impl<T, C> CompactingEventSource<T, C>
where
    T: Clone + Send + Sync + 'static,
    C: Codec<T> + ?Sized + 'static,
{
    /// Start building a source for `stream_name`.
    pub fn builder(stream_name: impl Into<String>) -> CompactingEventSourceBuilder<T, C> {
        CompactingEventSourceBuilder::new(stream_name)
    }

    /// The stream this source consumes.
    pub fn stream_name(&self) -> &str {
        &self.inner.stream_name
    }

    /// Current lifecycle state.
    pub fn state(&self) -> SourceState {
        *self.inner.state.borrow()
    }

    /// Position the next consumption round starts from.
    pub fn position(&self) -> OffsetVector {
        self.inner.position.borrow().clone()
    }

    /// The state repository maintained by this source.
    pub fn repository(&self) -> Arc<dyn StateRepository<T>> {
        Arc::clone(&self.inner.repository)
    }

    /// The live loop settings.
    pub fn live_config(&self) -> &LiveConfig {
        &self.inner.live_config
    }

    /// Rebuild the repository from the most recent snapshot and go `Live`.
    ///
    /// The repository is cleared first. Without a snapshot the source goes
    /// `Live` at the start of the log.
    ///
    /// # Returns
    ///
    /// The position consumption resumes from.
    ///
    /// # Errors
    ///
    /// Returns [`SourceError::InvalidState`] unless the source is `Cold`, and
    /// [`SourceError::Restore`] if the snapshot cannot be read under
    /// [`RestoreFailurePolicy::FailStartup`]. The repository is left empty
    /// and the source `Cold` in that case.
    pub async fn restore(&self) -> Result<OffsetVector, SourceError> {
        let inner = &self.inner;
        let claimed = inner.state.send_if_modified(|state| {
            if *state == SourceState::Cold {
                *state = SourceState::Restoring;
                true
            } else {
                false
            }
        });
        if !claimed {
            return Err(SourceError::InvalidState {
                expected: SourceState::Cold,
                actual: self.state(),
            });
        }
        tracing::info!(stream = %inner.stream_name, "restoring state from latest snapshot");

        inner.repository.clear();
        match inner
            .reader
            .restore_latest(&inner.stream_name, &self.apply_handler())
            .await
        {
            Ok(Some((name, position))) => {
                tracing::info!(
                    stream = %inner.stream_name,
                    snapshot = %name,
                    entries = inner.repository.len(),
                    partitions = position.len(),
                    "restored from snapshot"
                );
                Ok(self.go_live(position))
            }
            Ok(None) => {
                tracing::info!(
                    stream = %inner.stream_name,
                    "no snapshot found, starting from the beginning of the log"
                );
                Ok(self.go_live(OffsetVector::empty()))
            }
            Err(e) => {
                inner.repository.clear();
                match inner.live_config.restore_failure_policy {
                    RestoreFailurePolicy::FailStartup => {
                        inner.state.send_replace(SourceState::Cold);
                        Err(SourceError::Restore(e))
                    }
                    RestoreFailurePolicy::StartEmpty => {
                        tracing::warn!(
                            stream = %inner.stream_name,
                            error = %e,
                            "snapshot restore failed, starting from empty state"
                        );
                        Ok(self.go_live(OffsetVector::empty()))
                    }
                }
            }
        }
    }

    fn go_live(&self, position: OffsetVector) -> OffsetVector {
        self.inner.position.send_replace(position.clone());
        self.inner.state.send_replace(SourceState::Live);
        tracing::info!(stream = %self.inner.stream_name, "source is live");
        position
    }

    /// Run one consumption round over every open partition, starting from
    /// [`position`](Self::position) and stopping per partition when `stop`
    /// fires.
    ///
    /// Each event is stored in the repository under its key, then
    /// dispatched to the registered consumers. Rounds never overlap.
    ///
    /// # Returns
    ///
    /// The new position, which also becomes the start of the next round.
    ///
    /// # Errors
    ///
    /// Returns [`SourceError::InvalidState`] unless the source is `Live` and
    /// [`SourceError::Consume`] if the round fails. The position is left
    /// unchanged on failure.
    pub async fn consume(&self, stop: StopPredicate<T>) -> Result<OffsetVector, SourceError> {
        self.require_live()?;
        let inner = &self.inner;
        let _round = inner.round_lock.lock().await;

        let start = self.position();
        let next = inner
            .log
            .consume_all(&start, stop, self.apply_handler())
            .await?;

        inner.position.send_replace(next.clone());
        tracing::debug!(
            stream = %inner.stream_name,
            partitions = next.len(),
            entries = inner.repository.len(),
            "consumption round finished"
        );
        Ok(next)
    }

    /// Write and upload a snapshot of the repository at the current
    /// position.
    ///
    /// The position is read before the repository, so the snapshot never
    /// claims events it does not contain. Snapshots of one source never run
    /// concurrently.
    ///
    /// # Returns
    ///
    /// The name of the uploaded snapshot.
    ///
    /// # Errors
    ///
    /// Returns [`SourceError::InvalidState`] unless the source is `Live` and
    /// [`SourceError::Snapshot`] if writing or uploading fails.
    pub async fn take_snapshot(&self) -> Result<String, SourceError> {
        self.require_live()?;
        let inner = &self.inner;
        let _guard = inner.snapshot_lock.lock().await;

        let position = self.position();
        inner
            .writer
            .take_snapshot(&inner.stream_name, &position, inner.repository.as_ref())
            .await
            .map_err(SourceError::Snapshot)
    }

    /// Spawn the live loop: restore if still `Cold`, then consume in rounds
    /// and snapshot periodically until shut down.
    ///
    /// # Errors
    ///
    /// Returns [`SourceError::AlreadyStarted`] if the loop was started
    /// before.
    pub async fn start_live(&self) -> Result<LiveHandle, SourceError> {
        let mut guard = self.inner.live_handle.lock().await;
        if guard.is_some() {
            return Err(SourceError::AlreadyStarted);
        }

        let (shutdown_tx, shutdown_rx) = watch::channel(false);
        let stop_flag = Arc::new(AtomicBool::new(false));
        let task = tokio::spawn(run_live_loop(
            self.clone(),
            shutdown_rx,
            Arc::clone(&stop_flag),
        ));

        let handle = LiveHandle {
            shutdown_tx,
            stop_flag,
            state_rx: self.inner.state.subscribe(),
            position_rx: self.inner.position.subscribe(),
            task: Arc::new(Mutex::new(Some(task))),
        };
        *guard = Some(handle.clone());
        Ok(handle)
    }

    fn require_live(&self) -> Result<(), SourceError> {
        match self.state() {
            SourceState::Live => Ok(()),
            actual => Err(SourceError::InvalidState {
                expected: SourceState::Live,
                actual,
            }),
        }
    }

    /// Handler applying an event to the repository and the registry.
    fn apply_handler(&self) -> EventHandler<T> {
        let repository = Arc::clone(&self.inner.repository);
        let registry = Arc::clone(&self.inner.registry);
        let stream = self.inner.stream_name.clone();
        handler(move |event: &Event<T>| {
            repository.put(event.key().to_owned(), event.payload().clone());
            registry.dispatch(&stream, event)?;
            Ok(())
        })
    }
}

/// Composition root for a [`CompactingEventSource`].
///
/// A log client, a blob store, and a codec are required. The repository
/// defaults to an [`InMemoryStateRepository`].
pub struct CompactingEventSourceBuilder<T, C: ?Sized> {
    stream_name: String,
    log_client: Option<Arc<dyn LogClient>>,
    blob_store: Option<Arc<dyn BlobStore>>,
    codec: Option<Arc<C>>,
    repository: Option<Arc<dyn StateRepository<T>>>,
    registry: ConsumerRegistry<T>,
    snapshot_config: SnapshotConfig,
    live_config: LiveConfig,
}

impl<T, C> CompactingEventSourceBuilder<T, C>
where
    T: Clone + Send + Sync + 'static,
    C: Codec<T> + ?Sized + 'static,
{
    /// Create a builder for `stream_name` with default settings.
    pub fn new(stream_name: impl Into<String>) -> Self {
        Self {
            stream_name: stream_name.into(),
            log_client: None,
            blob_store: None,
            codec: None,
            repository: None,
            registry: ConsumerRegistry::new(),
            snapshot_config: SnapshotConfig::default(),
            live_config: LiveConfig::default(),
        }
    }

    /// Set the client used to read the log.
    pub fn log_client(mut self, client: Arc<dyn LogClient>) -> Self {
        self.log_client = Some(client);
        self
    }

    /// Set the store snapshots are written to and read from.
    pub fn blob_store(mut self, store: Arc<dyn BlobStore>) -> Self {
        self.blob_store = Some(store);
        self
    }

    /// Set the payload codec, shared by log records and snapshot entries.
    pub fn codec(mut self, codec: Arc<C>) -> Self {
        self.codec = Some(codec);
        self
    }

    /// Use `repository` instead of a fresh in-memory one.
    pub fn repository(mut self, repository: Arc<dyn StateRepository<T>>) -> Self {
        self.repository = Some(repository);
        self
    }

    /// Register a consumer for events of this stream whose key fully
    /// matches `key_pattern`.
    ///
    /// # Errors
    ///
    /// Returns [`RegistryError::InvalidPattern`] if the pattern does not
    /// compile.
    pub fn consumer(
        mut self,
        key_pattern: &str,
        callback: impl Fn(&Event<T>) -> Result<(), ConsumerError> + Send + Sync + 'static,
    ) -> Result<Self, RegistryError> {
        self.registry
            .register(self.stream_name.clone(), key_pattern, callback)?;
        Ok(self)
    }

    /// Replace the consumer registry.
    pub fn registry(mut self, registry: ConsumerRegistry<T>) -> Self {
        self.registry = registry;
        self
    }

    /// Set the snapshot settings.
    pub fn snapshot_config(mut self, config: SnapshotConfig) -> Self {
        self.snapshot_config = config;
        self
    }

    /// Set the live loop settings, including the failure policies.
    pub fn live_config(mut self, config: LiveConfig) -> Self {
        self.live_config = config;
        self
    }

    /// Build the source in the `Cold` state.
    ///
    /// # Errors
    ///
    /// Returns [`BuildError`] naming the first missing collaborator.
    pub fn build(self) -> Result<CompactingEventSource<T, C>, BuildError> {
        let log_client = self.log_client.ok_or(BuildError("log client"))?;
        let blob_store = self.blob_store.ok_or(BuildError("blob store"))?;
        let codec = self.codec.ok_or(BuildError("codec"))?;
        let repository = self
            .repository
            .unwrap_or_else(|| Arc::new(InMemoryStateRepository::new()));

        let log = LogEventSource::new(self.stream_name.clone(), log_client, Arc::clone(&codec))
            .with_poll_timeout(self.live_config.poll_timeout)
            .with_failure_policy(self.live_config.consumer_failure_policy);
        let reader = SnapshotReader::new(Arc::clone(&blob_store), Arc::clone(&codec))
            .with_temp_dir(self.snapshot_config.temp_dir.clone());
        let writer = SnapshotWriter::new(blob_store, codec).with_config(self.snapshot_config);

        let (state, _) = watch::channel(SourceState::Cold);
        let (position, _) = watch::channel(OffsetVector::empty());

        Ok(CompactingEventSource {
            inner: Arc::new(Inner {
                stream_name: self.stream_name,
                log,
                repository,
                registry: Arc::new(self.registry),
                writer,
                reader,
                live_config: self.live_config,
                state,
                position,
                round_lock: Mutex::new(()),
                snapshot_lock: Mutex::new(()),
                live_handle: Mutex::new(None),
            }),
        })
    }
}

########

Search the material for "await" and copy each matching line.

            .await
        let _round = inner.round_lock.lock().await;
            .await?;
        let _guard = inner.snapshot_lock.lock().await;
            .await
        let mut guard = self.inner.live_handle.lock().await;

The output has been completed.